The mystery around Caravaggio’s death is long unanswered, and while scientists work constantly to find reasons that validate the causes of his death, here’s what history believes.

How Did Caravaggio Die

If there exists a corridor between heaven and humanity, the footsteps that follow it with the most magnificence should be the trail that Caravaggio left behind. It is as if Micael Angelo Amerigi, or Caravaggio, was the one chosen by God to paint the scenic beauty of eternal life between reality and fallacy. In fact, he was the only one who never bound himself to any natural restrictions while creating such compositions.

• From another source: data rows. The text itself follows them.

use crate::scalar::Scalar;
use crate::segment::Segment;
use crate::utils::{min_max, normalized_tangent, quadratic_roots};
use crate::{point, Box2D, Line, LineSegment, Point, Vector};

use arrayvec::ArrayVec;
use core::ops::Range;

/// A 2d curve segment defined by four points: the beginning of the segment, two control
/// points and the end of the segment.
///
/// The curve is defined by equation:
/// ```∀ t ∈ [0..1],  P(t) = (1 - t)³ * from + 3 * (1 - t)² * t * ctrl1 + 3 * (1 - t) * t² * ctrl2 + t³ * to```
#[derive(Copy, Clone, Debug, PartialEq)]
#[cfg_attr(feature = "serialization", derive(Serialize, Deserialize))]
pub struct CubicBezierSegment<S> {
    pub from: Point<S>,
    pub ctrl1: Point<S>,
    pub ctrl2: Point<S>,
    pub to: Point<S>,
}

impl<S: Scalar> CubicBezierSegment<S> {
    /// Sample the curve at t (expecting t between 0 and 1).
    pub fn sample(&self, t: S) -> Point<S> {
        let t2 = t * t;
        let t3 = t2 * t;
        let one_t = S::ONE - t;
        let one_t2 = one_t * one_t;
        let one_t3 = one_t2 * one_t;

        self.from * one_t3
            + self.ctrl1.to_vector() * S::THREE * one_t2 * t
            + self.ctrl2.to_vector() * S::THREE * one_t * t2
            + self.to.to_vector() * t3
    }

    /// Sample the x coordinate of the curve at t (expecting t between 0 and 1).
    pub fn x(&self, t: S) -> S {
        self.sample(t).x
    }

    /// Sample the y coordinate of the curve at t (expecting t between 0 and 1).
    pub fn y(&self, t: S) -> S {
        self.sample(t).y
    }

    #[inline]
    pub fn from(&self) -> Point<S> {
        self.from
    }

    #[inline]
    pub fn to(&self) -> Point<S> {
        self.to
    }

    /// Sample the curve's derivative at t (expecting t between 0 and 1).
    pub fn derivative(&self, t: S) -> Vector<S> {
        let one_t = S::ONE - t;

        (self.ctrl1 - self.from) * S::THREE * one_t * one_t
            + (self.ctrl2 - self.ctrl1) * S::value(6.0) * one_t * t
            + (self.to - self.ctrl2) * S::THREE * t * t
    }

    /// Swap the beginning and the end of the segment.
    pub fn flip(&self) -> Self {
        CubicBezierSegment {
            from: self.to,
            ctrl1: self.ctrl2,
            ctrl2: self.ctrl1,
            to: self.from,
        }
    }

    /// Split this curve into two sub-curves.
    pub fn split(&self, t: S) -> (CubicBezierSegment<S>, CubicBezierSegment<S>) {
        let ctrl1a = self.from.lerp(self.ctrl1, t);
        let ctrl2a = self.ctrl1.lerp(self.ctrl2, t);
        let ctrl1aa = ctrl1a.lerp(ctrl2a, t);
        let ctrl3a = self.ctrl2.lerp(self.to, t);
        let ctrl2aa = ctrl2a.lerp(ctrl3a, t);
        let ctrl1aaa = ctrl1aa.lerp(ctrl2aa, t);

        (
            CubicBezierSegment {
                from: self.from,
                ctrl1: ctrl1a,
                ctrl2: ctrl1aa,
                to: ctrl1aaa,
            },
            CubicBezierSegment {
                from: ctrl1aaa,
                ctrl1: ctrl2aa,
                ctrl2: ctrl3a,
                to: self.to,
            },
        )
    }

    /// Return the curve before the split point.
    pub fn before_split(&self, t: S) -> CubicBezierSegment<S> {
        let ctrl1a = self.from.lerp(self.ctrl1, t);
        let ctrl2a = self.ctrl1.lerp(self.ctrl2, t);
        let ctrl1aa = ctrl1a.lerp(ctrl2a, t);
        let ctrl3a = self.ctrl2.lerp(self.to, t);
        let ctrl2aa = ctrl2a.lerp(ctrl3a, t);

        CubicBezierSegment {
            from: self.from,
            ctrl1: ctrl1a,
            ctrl2: ctrl1aa,
            to: ctrl1aa.lerp(ctrl2aa, t),
        }
    }

    /// Return the curve after the split point.
    pub fn after_split(&self, t: S) -> CubicBezierSegment<S> {
        let ctrl1a = self.from.lerp(self.ctrl1, t);
        let ctrl2a = self.ctrl1.lerp(self.ctrl2, t);
        let ctrl1aa = ctrl1a.lerp(ctrl2a, t);
        let ctrl3a = self.ctrl2.lerp(self.to, t);
        let ctrl2aa = ctrl2a.lerp(ctrl3a, t);

        CubicBezierSegment {
            from: ctrl1aa.lerp(ctrl2aa, t),
            ctrl1: ctrl2aa,
            ctrl2: ctrl3a,
            to: self.to,
        }
    }

    /// Return the sub-curve inside a given range of t.
    ///
    /// This is equivalent to splitting at the range's end points.
    pub fn split_range(&self, t_range: Range<S>) -> Self {
        let t0 = t_range.start;
        let t1 = t_range.end;

        let curve = if t0 > S::ZERO {
            self.after_split(t0)
        } else {
            *self
        };

        if t1 < S::ONE && t0 < S::ONE {
            curve.before_split((t1 - t0) / (S::ONE - t0))
        } else {
            curve
        }
    }

    #[inline]
    pub fn baseline(&self) -> LineSegment<S> {
        LineSegment {
            from: self.from,
            to: self.to,
        }
    }

    /// Returns true if the curve can be approximated with a single line segment, given
    /// a tolerance threshold.
    pub fn is_linear(&self, tolerance: S) -> bool {
        let baseline = self.to - self.from;
        if baseline.square_length() < S::EPSILON * S::EPSILON {
            return (self.ctrl1 - self.from).square_length() < tolerance * tolerance
                && (self.ctrl2 - self.to).square_length() < tolerance * tolerance;
        }

        let line = Line {
            point: self.from,
            vector: baseline,
        };

        line.distance_to_point(&self.ctrl1) <= tolerance
            && line.distance_to_point(&self.ctrl2) <= tolerance
    }

    /// Compute the length of the segment using a flattened approximation.
    pub fn approximate_length(&self, tolerance: S) -> S {
        fn length_rec<S: Scalar>(curve: &CubicBezierSegment<S>, tolerance: S, depth: u32) -> S {
            if depth == 0 || curve.is_linear(tolerance) {
                return curve.baseline().length();
            }
            let (a, b) = curve.split(S::HALF);

            length_rec(&a, tolerance, depth - 1) + length_rec(&b, tolerance, depth - 1)
        }

        length_rec(self, tolerance, 8)
    }

    /// Displace the curve perpendicular to its direction of travel using the
    /// control-net construction: each leg of the control polygon is displaced
    /// along its normal and the control points are recovered by intersecting
    /// the displaced legs.
    ///
    /// This is an approximation; the error stays well below the displacement
    /// distance for the short, shallow curves road markings are built from.
    /// Positive distances displace towards the left normal.
    pub fn offset(&self, d: S) -> Self {
        let v1 = self.ctrl1 - self.from;
        let v2 = self.ctrl2 - self.ctrl1;
        let v3 = self.to - self.ctrl2;
        let baseline = self.to - self.from;

        let min_leg = S::EPSILON * S::EPSILON;
        if baseline.square_length() < min_leg
            && v1.square_length() < min_leg
            && v3.square_length() < min_leg
        {
            return *self;
        }

        // Degenerate legs borrow the direction of a neighbor so that the
        // normals stay defined.
        let d1 = if v1.square_length() < min_leg { baseline } else { v1 };
        let d3 = if v3.square_length() < min_leg { baseline } else { v3 };
        let d2 = if v2.square_length() < min_leg { d1 } else { v2 };

        let n1 = normalized_tangent(d1) * d;
        let n2 = normalized_tangent(d2) * d;
        let n3 = normalized_tangent(d3) * d;

        let from = self.from + n1;
        let to = self.to + n3;

        let l1 = Line {
            point: from,
            vector: d1,
        };
        let l2 = Line {
            point: self.ctrl1 + n2,
            vector: d2,
        };
        let l3 = Line {
            point: to,
            vector: d3,
        };

        let ctrl1 = l1.intersection(&l2).unwrap_or(self.ctrl1 + n1);
        let ctrl2 = l2.intersection(&l3).unwrap_or(self.ctrl2 + n3);

        CubicBezierSegment {
            from,
            ctrl1,
            ctrl2,
            to,
        }
    }

    /// Parameters at which the curve's x component reaches a local extremum,
    /// if any lie strictly inside the curve.
    pub fn local_x_extrema(&self) -> ArrayVec<S, 2> {
        Self::component_extrema(self.from.x, self.ctrl1.x, self.ctrl2.x, self.to.x)
    }

    /// Parameters at which the curve's y component reaches a local extremum,
    /// if any lie strictly inside the curve.
    pub fn local_y_extrema(&self) -> ArrayVec<S, 2> {
        Self::component_extrema(self.from.y, self.ctrl1.y, self.ctrl2.y, self.to.y)
    }

    // Roots of the derivative's component: 3(c1-p0)(1-t)² + 6(c2-c1)(1-t)t + 3(p3-c2)t².
    fn component_extrema(p0: S, c1: S, c2: S, p3: S) -> ArrayVec<S, 2> {
        let a = S::THREE * (p3 - S::THREE * c2 + S::THREE * c1 - p0);
        let b = S::value(6.0) * (c2 - S::TWO * c1 + p0);
        let c = S::THREE * (c1 - p0);

        let mut result = ArrayVec::new();
        for root in quadratic_roots(a, b, c) {
            if root > S::ZERO && root < S::ONE {
                result.push(root);
            }
        }

        result
    }

    pub fn bounding_range_x(&self) -> (S, S) {
        let (mut min_x, mut max_x) = min_max(self.from.x, self.to.x);
        for t in self.local_x_extrema() {
            let x = self.x(t);
            min_x = S::min(min_x, x);
            max_x = S::max(max_x, x);
        }

        (min_x, max_x)
    }

    pub fn bounding_range_y(&self) -> (S, S) {
        let (mut min_y, mut max_y) = min_max(self.from.y, self.to.y);
        for t in self.local_y_extrema() {
            let y = self.y(t);
            min_y = S::min(min_y, y);
            max_y = S::max(max_y, y);
        }

        (min_y, max_y)
    }

    /// Returns the smallest rectangle the curve is contained in.
    pub fn bounding_box(&self) -> Box2D<S> {
        let (min_x, max_x) = self.bounding_range_x();
        let (min_y, max_y) = self.bounding_range_y();

        Box2D {
            min: point(min_x, min_y),
            max: point(max_x, max_y),
        }
    }
}

impl<S: Scalar> Segment for CubicBezierSegment<S> {
    impl_segment!(S);
}

#[cfg(test)]
fn fuzzy_eq_point(a: Point<f32>, b: Point<f32>, epsilon: f32) -> bool {
    (a.x - b.x).abs() <= epsilon && (a.y - b.y).abs() <= epsilon
}

#[test]
fn length_straight_line() {
    // Sanity check: aligned points so the curve is a straight line going
    // from (0.0, 0.0) to (2.0, 0.0).
    let len = CubicBezierSegment {
        from: point(0.0f32, 0.0),
        ctrl1: point(1.0, 0.0),
        ctrl2: point(1.0, 0.0),
        to: point(2.0, 0.0),
    }
    .approximate_length(0.01);

    assert!((len - 2.0).abs() < 0.001);
}

#[test]
fn split_is_continuous() {
    let c = CubicBezierSegment {
        from: point(0.0f32, 0.0),
        ctrl1: point(1.0, 2.0),
        ctrl2: point(3.0, 2.0),
        to: point(4.0, 0.0),
    };

    let (a, b) = c.split(0.3);
    assert!(fuzzy_eq_point(a.to, b.from, 0.0001));
    assert!(fuzzy_eq_point(a.to, c.sample(0.3), 0.0001));
    assert!(fuzzy_eq_point(a.from, c.from, 0.0001));
    assert!(fuzzy_eq_point(b.to, c.to, 0.0001));
}

#[test]
fn split_range_matches_samples() {
    let c = CubicBezierSegment {
        from: point(0.0f32, 0.0),
        ctrl1: point(1.0, 2.0),
        ctrl2: point(3.0, 2.0),
        to: point(4.0, 0.0),
    };

    let s = c.split_range(0.25..0.75);
    assert!(fuzzy_eq_point(s.from, c.sample(0.25), 0.0001));
    assert!(fuzzy_eq_point(s.to, c.sample(0.75), 0.0001));
    assert!(fuzzy_eq_point(s.sample(0.5), c.sample(0.5), 0.01));
}

#[test]
fn bounding_box_arch() {
    let c = CubicBezierSegment {
        from: point(0.0f32, 0.0),
        ctrl1: point(1.0, 2.0),
        ctrl2: point(3.0, 2.0),
        to: point(4.0, 0.0),
    };

    let bb = c.bounding_box();
    assert!(bb.min.x >= -0.0001 && bb.max.x <= 4.0001);
    // The arch rises above its end points but stays below the control points.
    assert!(bb.max.y > 1.0 && bb.max.y < 2.0);
    assert!(bb.min.y >= -0.0001);
}

#[test]
fn offset_straight_curve() {
    let c = CubicBezierSegment {
        from: point(0.0f32, 0.0),
        ctrl1: point(1.0, 0.0),
        ctrl2: point(3.0, 0.0),
        to: point(4.0, 0.0),
    };

    let o = c.offset(1.0);
    assert!(fuzzy_eq_point(o.from, point(0.0, 1.0), 0.0001));
    assert!(fuzzy_eq_point(o.to, point(4.0, 1.0), 0.0001));
    assert!(fuzzy_eq_point(o.sample(0.5), point(2.0, 1.0), 0.01));
}

#[test]
fn is_linear_tolerance() {
    let flat = CubicBezierSegment {
        from: point(0.0f32, 0.0),
        ctrl1: point(1.0, 0.01),
        ctrl2: point(3.0, 0.01),
        to: point(4.0, 0.0),
    };
    assert!(flat.is_linear(0.1));
    assert!(!flat.is_linear(0.001));
}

Instead, nature became the first element that merged with his craftsmanship to impress heaven. For so long, we only found divinity in the light and disappearance in darkness, but Caravaggio introduced us to the fact that darkness gives light, and into that melancholy of darkness, the pale reluctant ray breaks to give us hope as flashes of a stormy night. This artist, not only formed fantastic paintings by ideal light and shade with a tremendous breadth of manner but also forcibly put his mind onto them. Living a hard life and dying young, Caravaggio’s life revolved around powerful patrons, sybaritic cardinals and saints, disputes and criminal cases, and even street boys, prostitutes, and rivalrous painters. Born in 1571 near Milan, the tragic darkness of his art is because of his early childhood, where he saw his father and grandfather killed in the plague on the same day. In his late twenties, he decided to move to Rome and lived a dividend life, but his later years had a stink of libe trials and a questionable charge of homicide. From spending his last years in exile to eventually dying in mysterious circumstances, there is a lot to know about the artist’s later life and an answer to the most undiscussed question- How did Caravaggio die?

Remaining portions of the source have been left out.